In the next section, background on the polarizable AMOEBA force field, solubility thermodynamic cycle and space group symmetry extension of PME are presented. This is followed by theory describing the OSRW free energy algorithm, including details of the derivatives of the AMOEBA potential required by OSRW and are a superset of the derivatives required for thermodynamic integration, which are presented here for the first time. The overall implementation of AMOEBA and OSRW in Force Field X is validated by comparison to monovalent ion solvation free energies computed using standard free energy perturbation. Prediction of the structure, thermodynamics and solubility of the n-alkylamides from acetamide to octanamide is then presented. The n-alkylamides series was chosen due to the dependence of its solubility trend on both amide hydrogen bonding and the hydrophobic effect, which are both of broad importance to biomolecular structure and function.

BACKGROUND

A. The Potential Energy Surface of Organic Crystals

The non-covalent interactions between molecules of an organic crystal can be decomposed into van der Waals and electrostatic forces. Until recently, the atomic resolution force fields used to study crystal energetics and liquid state properties were based on the approximation that the electrostatic charge of each atom is invariant, or fixed, with respect to its local environment.⁶⁸ In reality, the electron density deforms in response to the electric field of its environment. For example, negatively charged electron density moves toward the positive potential of a cation such as Na+ or K+ and away from the negative potential of an anion such as Cl−. The average electric field within a crystal is different from that experienced by a molecule when solvated or in vapor. In the past, this necessitated choosing between fixed atomic charges that were optimal for either the crystalline phase or the liquid phase, but not both. Fortunately, increasing computational power has facilitated explicit inclusion of electronic polarization into force fields for organic molecules and thereby improved their transferability between vacuum, liquid and crystalline phases.^52,69–75 In this work, the crystal potential energy landscape is defined by the polarizable Atomic Mulitpole Optimized Energetics for Biomolecular Applications (AMOEBA) force field⁵² for organic molecules.^53,76 The AMOEBA potential is then sampled using the OSRW algorithm described below in order to compute the thermodynamic stability of crystals while also predicting their atomic coordinates.

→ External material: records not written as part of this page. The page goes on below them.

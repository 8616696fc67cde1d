//! Entry store with pluggable persistence
//!
//! Directory layout of the file backend:
//! ```text
//! <base>/conversations/
//! ├── <conversation>/
//! │   ├── conversation.json
//! │   └── entries/
//! │       ├── <entry-id>.json
//! │       └── ...
//! └── ...
//! ```
//!
//! Mutations are grouped into a [`StoreBatch`]. A batch is first written to
//! the persistence backend and only then published to the in-memory index,
//! so readers never observe a change that failed to persist. A written batch
//! can be reverted on disk if a later step of the same transaction fails.

use crate::error::{Error, Result};
use crate::memory::entry::{Conversation, ConversationMeta, MemoryEntry};
use async_trait::async_trait;
use chrono::Utc;
use sha2::{Digest, Sha256};
use std::collections::HashMap;
use std::path::{Path, PathBuf};
use std::sync::Arc;
use tokio::sync::{Mutex, OwnedMutexGuard, RwLock};
use uuid::Uuid;

// =============================================================================
// Persistence backends
// =============================================================================

/// Durable storage for entries and conversation metadata.
#[async_trait]
pub trait EntryPersistence: Send + Sync {
    /// Load every conversation with its entries.
    async fn load_all(&self) -> Result<Vec<(ConversationMeta, Vec<MemoryEntry>)>>;

    /// Create or replace one entry.
    async fn write_entry(&self, entry: &MemoryEntry) -> Result<()>;

    /// Remove one entry. Removing a missing entry succeeds.
    async fn remove_entry(&self, conversation_id: &str, id: Uuid) -> Result<()>;

    /// Create or replace conversation metadata.
    async fn write_conversation(&self, meta: &ConversationMeta) -> Result<()>;

    /// Remove a conversation and anything left under it.
    async fn remove_conversation(&self, conversation_id: &str) -> Result<()>;
}

/// No-op backend; state lives only in process memory.
#[derive(Debug, Default, Clone)]
pub struct MemoryPersistence;

#[async_trait]
impl EntryPersistence for MemoryPersistence {
    async fn load_all(&self) -> Result<Vec<(ConversationMeta, Vec<MemoryEntry>)>> {
        Ok(Vec::new())
    }

    async fn write_entry(&self, _entry: &MemoryEntry) -> Result<()> {
        Ok(())
    }

    async fn remove_entry(&self, _conversation_id: &str, _id: Uuid) -> Result<()> {
        Ok(())
    }

    async fn write_conversation(&self, _meta: &ConversationMeta) -> Result<()> {
        Ok(())
    }

    async fn remove_conversation(&self, _conversation_id: &str) -> Result<()> {
        Ok(())
    }
}
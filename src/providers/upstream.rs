//! Upstream LLM port
//!
//! The gateway forwards the (possibly augmented) request body as-is and
//! relays the upstream body as a byte stream, so streaming and non-streaming
//! responses share one path.

use crate::config::{resolve_api_key, UpstreamConfig};
use crate::error::{Error, Result};
use async_trait::async_trait;
use bytes::Bytes;
use futures::stream::BoxStream;
use futures::StreamExt;
use std::time::Duration;

/// Response head plus a body stream.
pub struct UpstreamResponse {
    pub status: u16,
    pub content_type: Option<String>,
    pub body: BoxStream<'static, Result<Bytes>>,
}

impl UpstreamResponse {
    /// Buffer the whole body.
    pub async fn collect(mut self) -> Result<Bytes> {
        let mut buf = Vec::new();
        while let Some(chunk) = self.body.next().await {
            buf.extend_from_slice(&chunk?);
        }
        Ok(Bytes::from(buf))
    }
}

/// An OpenAI-compatible chat-completions endpoint.
#[async_trait]
pub trait ChatUpstream: Send + Sync {
    /// Send a chat-completions request.
    ///
    /// `authorization` is the client's header, used when no key is configured.
    async fn chat_completions(
        &self,
        body: &serde_json::Value,
        authorization: Option<&str>,
    ) -> Result<UpstreamResponse>;
}

/// reqwest-backed upstream
pub struct HttpUpstream {
    base_url: String,
    api_key: Option<String>,
    header_timeout: Duration,
    http_client: reqwest::Client,
}

impl HttpUpstream {
    pub fn new(config: &UpstreamConfig) -> Result<Self> {
        let http_client = reqwest::Client::builder()
            .connect_timeout(Duration::from_millis(config.timeout_ms))
            .build()?;
        Ok(Self {
            base_url: config.base_url.trim_end_matches('/').to_string(),
            api_key: resolve_api_key(config.api_key_env.as_deref()),
            header_timeout: Duration::from_millis(config.timeout_ms),
            http_client,
        })
    }
}

#[async_trait]
impl ChatUpstream for HttpUpstream {
    async fn chat_completions(
        &self,
        body: &serde_json::Value,
        authorization: Option<&str>,
    ) -> Result<UpstreamResponse> {
        let url = format!("{}/v1/chat/completions", self.base_url);
        let mut req = self.http_client.post(&url).json(body);
        match (&self.api_key, authorization) {
            (Some(key), _) => req = req.bearer_auth(key),
            (None, Some(auth)) => req = req.header(reqwest::header::AUTHORIZATION, auth),
            (None, None) => {}
        }

        // Only the response head is time-bounded; streams may run long.
        let response = tokio::time::timeout(self.header_timeout, req.send())
            .await
            .map_err(|_| {
                Error::Upstream(format!(
                    "no response within {}ms",
                    self.header_timeout.as_millis()
                ))
            })?
            .map_err(|e| Error::Upstream(e.to_string()))?;

        let status = response.status().as_u16();
        let content_type = response
            .headers()
            .get(reqwest::header::CONTENT_TYPE)
            .and_then(|v| v.to_str().ok())
            .map(str::to_string);
        let body = response
            .bytes_stream()
            .map(|chunk| chunk.map_err(|e| Error::Upstream(e.to_string())))
            .boxed();

        Ok(UpstreamResponse {
            status,
            content_type,
            body,
        })
    }
}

B. Solubility Thermodynamic Cycle for Organic Crystals

Solubility defines the equilibrium concentration of a solute in contact with an excess of its solid state. The physical process reaches equilibrium when the rate of molecules joining the solid state (assumed to be crystalline in this work) from solution equals the rate of molecules leaving the solid to be solvated. Although the required system size and time scale for explicit atomic resolution simulation of the crystalline-solution phase equilibrium is prohibitive, the standard state solubility free energy ( $\mathrm{\Delta }{\text{G}}_{\text{solubility}}^{\text{o}}$) can be decomposed into the sum of standard state sublimation ( $\mathrm{\Delta }{\text{G}}_{\text{sub}}^{\text{o}}$) and solvation ( $\mathrm{\Delta }{\text{G}}_{\text{solv}}^{\text{o}}$) free energy steps

$$\mathrm{\Delta }{\text{G}}_{\text{solubility}}^{\text{o}}=\mathrm{\Delta }{\text{G}}_{\text{sub}}^{\text{o}}+\mathrm{\Delta }{\text{G}}_{\text{solv}}^{\text{o}}$$ Equation 2

as shown in the thermodynamic cycle of Figure 1. Although solvation free energies are routinely computed to high precision,^77,78 calculation of the sublimation free energy by annihilation of the entire crystalline solid is novel to this work and is depicted in Figure 2. A correction is applied to the simulation result to account for the change in volume between a crystalline solid containing 1 mole of molecules and the standard state concentration of 1 M chosen for both the vapor and solvated states.

Figure 1.

This hexanamide thermodynamic cycle demonstrates that standard state solubility free energy ( $\mathrm{\Delta }{\text{G}}_{\text{solubility}}^{\text{o}}$) can be decomposed into the sum of standard state sublimation ( $\mathrm{\Delta }{\text{G}}_{\text{sub}}^{\text{o}}$) and solvation ( $\mathrm{\Delta }{\text{G}}_{\text{solv}}^{\text{o}}$) free energy steps.

Figure 2.

An alchemical path for the calculation of the sublimation free energy change of octanamide is depicted. The infinite crystalline material (λ=1) is annihilated to leave a single molecule of octanamide in an infinite vacuum (λ=0). As the λ state variable is reduced, softcore descriptions of both van der Waals and multipolar electrostatics smoothly eliminate interactions between the asymmetric unit copy of octanamide (magenta) and its symmetry mates (cyan). The molecule is fully flexible for all λ values during the length of a simulation. No constraint on either molecular conformation or orientation is applied.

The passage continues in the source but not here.